He wears black. Black leather pants, a snug black shirt that goes to his forearms, and a black mask that doesn’t hide his blueblue eyes or the ways his lips purse when he gets irritated.

The others have always gone for style and flash, they’ve burnt the sky with rockets strapped to their backs, they’ve yelled out their presence in the crowd with oranges and reds and greens, they’ve shouted their demands and spewed their hatred, they’ve toppled buildings and killed people because they thought they should. And she caught them. She’s always caught them.

They call her Maverick to her face, although she’s seen the newspapers with Annie Oakley Returns and The Last Cowgirl Fights Back. Maverick. An unbranded range animal. She thinks it fitting, and lets the writer who coined it know she approves when she drops by to save the Pasadena Gazette from going up in flames. She likes the freedom of the word, as well as the danger, and she’s never been a fan of the slutty superheroes. They can stay away from her range, she’s got it covered.

She wasn’t always a superhero, of course. She was going to be an actress, she was going to take Hollywood by storm. Except four years ago, on her way to Pasadena, her boyfriend Kurt ran a red light and crashed the car into a truck, and two gallons of chemicals spilled into their car as she laid there, unconscious.

They said it was a miracle she lived (he didn’t), so she didn’t mention the fact that her reflexes were sharpened past-human, that she was stronger, faster, and had developed the sudden knack for controlling water molecules. Her hair’s grown back and her arm has healed and she’s gotten past that wreck just like she’s gotten past everything in her life. And she’s never looked back.

Superheroes used to be comic books and bad television, books and big production movies, but now they’re passé, old news, they’re crawling out of the woodwork in droves, as the world falls to shambles, as science works against nature. Six years ago Jeffrey Dunner proved that he could fly. Eight months later he was shot dead.

No man can live forever.

So the disguises make sense, because no matter what side of the line you walk, hero or villain, everyone else is a danger to you. Special is always feared.

She ties her hair into pigtails and dons her cowboy hat and boots, and she wears cutoffs and a white tank top and a pink mask, because she’s always known she’d have to be something, even if it’s here in Pasadena, and if she could hogtie a pig before she can do a lot more with a lasso and a criminal now.

Except nine months ago he walked into her town.

They call him Darwin, because the first time he walked into a bank and brought it down around his ears a security guard heard him say, “Survival of the fittest.” It fits.

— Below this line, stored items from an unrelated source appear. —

//! Time source for announce scheduling

use std::sync::Mutex;
use std::time::{Duration, Instant};

/// Monotonic time source
pub trait Clock: Send + Sync {
    fn now(&self) -> Instant;
}

/// Wall clock
#[derive(Debug, Clone, Copy, Default)]
pub struct SystemClock;

impl Clock for SystemClock {
    fn now(&self) -> Instant {
        Instant::now()
    }
}

/// Clock that only moves when told to
#[derive(Debug)]
pub struct ManualClock {
    now: Mutex<Instant>,
}

impl ManualClock {
    pub fn new() -> Self {
        Self {
            now: Mutex::new(Instant::now()),
        }
    }

    pub fn advance(&self, by: Duration) {
        if let Ok(mut now) = self.now.lock() {
            *now += by;
        }
    }
}

impl Default for ManualClock {
    fn default() -> Self {
        Self::new()
    }
}

impl Clock for ManualClock {
    fn now(&self) -> Instant {
        match self.now.lock() {
            Ok(now) => *now,
            Err(poisoned) => *poisoned.into_inner(),
        }
    }
}

#[cfg(test)]
mod tests {
    use super::*;

    #[test]
    fn test_manual_clock_advances() {
        let clock = ManualClock::new();
        let start = clock.now();
        assert_eq!(clock.now(), start);

        clock.advance(Duration::from_secs(3600));
        assert_eq!(clock.now() - start, Duration::from_secs(3600));
    }
}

It’s a full-on war cry. And this, Maverick think, this could be bad, this could be very fucking bad.

He hits banks every once and awhile, but the need for money seems almost an afterthought. He goes after scientific buildings, targeting specific research, specific pharmacies, stores, symbols, devices. He recites equations like doctrine, as if his word is his law. He’s crafting academia as he believes it should be, and he doesn’t care who gets hurt in his path.

And he can’t die.

They all have powers, nowadays, but bullets don’t pierce his skin, and knives don’t cut his flesh, and even words don’t seem to touch him. He’s silent except when he’s explaining why he has to tear down a building, his voice low.

“Leonard,” he says, “Leonard, I’m fixing it, it’ll never happen again.”

And sometimes, she thinks, sometimes he does things because he can, because he hurts and he wants someone else to hurt, too.

It’s not until he rigs the chemical plant on the outside of town to self-destruct, again without the mass-massacre he had to work to avoid, but still without any care for those who happened to be in the vicinity, that she gets even an inkling. Four hundred people lost their jobs, the air filled with smoke miles around, six dead, seventeen wounded, but she has an idea about what makes him tick.

It’s the Texan drawl he slips into when they’re fighting and he’s trying to get away but she won’t let him, when his irritation overwhelms him and his emotions interfere with his calculating, the accent and the factory and she can’t help but wonder.

A year and a half ago, in September, a plant exploded outside Galveston, Texas. Between the first explosion and the fire and the way the explosion had cracked foundations and water lines, almost eleven hundred people had died, and half that injured. Protocols had been overlooked, systems had not been kept up-to-date, and after two months of investigation it was revealed that a group of scientists had been conducting unapproved experiments that led unsafe chemicals being mixed in an already precarious environment.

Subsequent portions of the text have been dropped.